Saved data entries

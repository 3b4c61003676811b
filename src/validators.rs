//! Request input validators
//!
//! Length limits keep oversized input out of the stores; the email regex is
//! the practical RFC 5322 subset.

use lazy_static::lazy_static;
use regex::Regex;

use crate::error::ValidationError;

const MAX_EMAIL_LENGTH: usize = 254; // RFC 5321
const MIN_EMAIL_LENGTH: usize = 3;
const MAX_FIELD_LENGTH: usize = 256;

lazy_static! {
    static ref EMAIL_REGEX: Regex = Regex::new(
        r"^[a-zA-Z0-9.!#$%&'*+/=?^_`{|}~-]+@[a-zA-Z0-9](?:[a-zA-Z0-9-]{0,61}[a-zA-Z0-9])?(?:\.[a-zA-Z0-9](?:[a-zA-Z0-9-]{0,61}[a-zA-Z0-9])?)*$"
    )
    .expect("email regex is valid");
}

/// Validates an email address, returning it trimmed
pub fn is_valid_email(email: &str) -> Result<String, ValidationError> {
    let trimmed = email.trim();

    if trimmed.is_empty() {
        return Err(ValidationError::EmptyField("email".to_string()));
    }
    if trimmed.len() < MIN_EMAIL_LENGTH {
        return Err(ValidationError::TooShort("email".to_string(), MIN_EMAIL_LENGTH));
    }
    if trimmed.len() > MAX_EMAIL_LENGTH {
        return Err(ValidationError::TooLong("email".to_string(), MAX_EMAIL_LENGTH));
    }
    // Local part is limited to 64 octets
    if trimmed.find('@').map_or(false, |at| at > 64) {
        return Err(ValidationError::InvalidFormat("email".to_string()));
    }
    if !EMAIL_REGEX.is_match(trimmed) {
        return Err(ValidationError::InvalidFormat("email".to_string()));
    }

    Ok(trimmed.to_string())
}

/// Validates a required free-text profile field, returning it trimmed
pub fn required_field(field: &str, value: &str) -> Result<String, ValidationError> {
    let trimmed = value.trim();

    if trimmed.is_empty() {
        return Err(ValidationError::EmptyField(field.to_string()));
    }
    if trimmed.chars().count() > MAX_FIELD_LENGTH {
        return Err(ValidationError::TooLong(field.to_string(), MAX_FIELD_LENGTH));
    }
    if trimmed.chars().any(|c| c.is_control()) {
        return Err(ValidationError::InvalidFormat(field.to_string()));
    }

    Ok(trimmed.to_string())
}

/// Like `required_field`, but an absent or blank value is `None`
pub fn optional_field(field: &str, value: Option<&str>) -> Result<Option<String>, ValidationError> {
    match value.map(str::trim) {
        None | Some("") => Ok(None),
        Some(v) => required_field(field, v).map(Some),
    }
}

ACTION ITEM: Please copy out every entry exactly, with nothing omitted.

SOLUTION FOR THIS PROBLEM:
repository 3b4c61003676811b
filename src/validators.rs
//! Request input validators
//!
//! Length limits keep oversized input out of the stores; the email regex is
//! the practical RFC 5322 subset.

use lazy_static::lazy_static;
use regex::Regex;

use crate::error::ValidationError;

const MAX_EMAIL_LENGTH: usize = 254; // RFC 5321
const MIN_EMAIL_LENGTH: usize = 3;
const MAX_FIELD_LENGTH: usize = 256;

lazy_static! {
    static ref EMAIL_REGEX: Regex = Regex::new(
        r"^[a-zA-Z0-9.!#$%&'*+/=?^_`{|}~-]+@[a-zA-Z0-9](?:[a-zA-Z0-9-]{0,61}[a-zA-Z0-9])?(?:\.[a-zA-Z0-9](?:[a-zA-Z0-9-]{0,61}[a-zA-Z0-9])?)*$"
    )
    .expect("email regex is valid");
}

/// Validates an email address, returning it trimmed
pub fn is_valid_email(email: &str) -> Result<String, ValidationError> {
    let trimmed = email.trim();

    if trimmed.is_empty() {
        return Err(ValidationError::EmptyField("email".to_string()));
    }
    if trimmed.len() < MIN_EMAIL_LENGTH {
        return Err(ValidationError::TooShort("email".to_string(), MIN_EMAIL_LENGTH));
    }
    if trimmed.len() > MAX_EMAIL_LENGTH {
        return Err(ValidationError::TooLong("email".to_string(), MAX_EMAIL_LENGTH));
    }
    // Local part is limited to 64 octets
    if trimmed.find('@').map_or(false, |at| at > 64) {
        return Err(ValidationError::InvalidFormat("email".to_string()));
    }
    if !EMAIL_REGEX.is_match(trimmed) {
        return Err(ValidationError::InvalidFormat("email".to_string()));
    }

    Ok(trimmed.to_string())
}

/// Validates a required free-text profile field, returning it trimmed
pub fn required_field(field: &str, value: &str) -> Result<String, ValidationError> {
    let trimmed = value.trim();

    if trimmed.is_empty() {
        return Err(ValidationError::EmptyField(field.to_string()));
    }
    if trimmed.chars().count() > MAX_FIELD_LENGTH {
        return Err(ValidationError::TooLong(field.to_string(), MAX_FIELD_LENGTH));
    }
    if trimmed.chars().any(|c| c.is_control()) {
        return Err(ValidationError::InvalidFormat(field.to_string()));
    }

    Ok(trimmed.to_string())
}

/// Like `required_field`, but an absent or blank value is `None`
pub fn optional_field(field: &str, value: Option<&str>) -> Result<Option<String>, ValidationError> {
    match value.map(str::trim) {
        None | Some("") => Ok(None),
        Some(v) => required_field(field, v).map(Some),
    }
}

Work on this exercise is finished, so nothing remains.